What is required>
Look over the lines below. Report each one that includes the string "crate".
╔══
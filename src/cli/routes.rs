//! Route listing and start-up banner printed by `went serve` and `went routes`.

use crate::config::AppConfig;
use crate::error::DocError;
use crate::openapi::resource::{conventional_summary, resource_segment, strip_api_prefix};
use crate::openapi::{extract_routes, TagClassifier};
use crate::router::RouteRegistry;
use crate::server::SPEC_URL;
use http::Method;
use std::fmt;

const SWAGGER_UI_PREFIX: &str = "/swagger/";

/// One line of the route listing.
#[derive(Debug, Clone, PartialEq, Eq)]
pub struct RouteLine {
    pub method: Method,
    pub path: String,
    pub description: String,
}

impl fmt::Display for RouteLine {
    fn fmt(&self, f: &mut fmt::Formatter<'_>) -> fmt::Result {
        write!(f, "   {:<6} {} - {}", self.method.as_str(), self.path, self.description)
    }
}

/// Human description of a route.
#[must_use]
pub fn describe_route(method: &Method, path: &str, api_prefix: &str) -> String {
    if path == SPEC_URL {
        return "Swagger JSON specification".to_string();
    }
    if path.starts_with(SWAGGER_UI_PREFIX) {
        return "Swagger UI documentation".to_string();
    }
    if resource_segment(path, api_prefix) == Some("health") {
        return "Health check".to_string();
    }
    conventional_summary(method, path, api_prefix).unwrap_or_else(|| {
        format!(
            "{} {}",
            method.as_str(),
            strip_api_prefix(path, api_prefix)
        )
    })
}

/// Collect the documentable routes, sorted by path then method.
///
/// # Errors
///
/// Propagates a failed registry walk.
pub fn route_lines(
    registry: &dyn RouteRegistry,
    api_prefix: &str,
) -> Result<Vec<RouteLine>, DocError> {
    let mut lines: Vec<RouteLine> = extract_routes(registry, &TagClassifier::new())?
        .into_iter()
        .map(|record| RouteLine {
            description: describe_route(&record.method, &record.path, api_prefix),
            method: record.method,
            path: record.path,
        })
        .collect();
    lines.sort_by(|a, b| {
        a.path
            .cmp(&b.path)
            .then_with(|| a.method.as_str().cmp(b.method.as_str()))
    });
    Ok(lines)
}

/// The banner lines shown before the route listing.
#[must_use]
pub fn banner(config: &AppConfig) -> Vec<String> {
    let base = format!("http://{}", config.public_host());
    vec![
        format!("Server starting on :{}", config.port),
        format!("API available at {base}/api"),
        format!("Swagger UI available at {base}{SWAGGER_UI_PREFIX}"),
        format!("Swagger JSON available at {base}{SPEC_URL}"),
    ]
}

pub fn print_routes(lines: &[RouteLine]) {
    println!("Available endpoints:");
    for line in lines {
        println!("{line}");
    }
}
╚══
Result>
use crate::config::AppConfig;
use crate::error::DocError;
use crate::openapi::resource::{conventional_summary, resource_segment, strip_api_prefix};
use crate::openapi::{extract_routes, TagClassifier};
use crate::router::RouteRegistry;
use crate::server::SPEC_URL;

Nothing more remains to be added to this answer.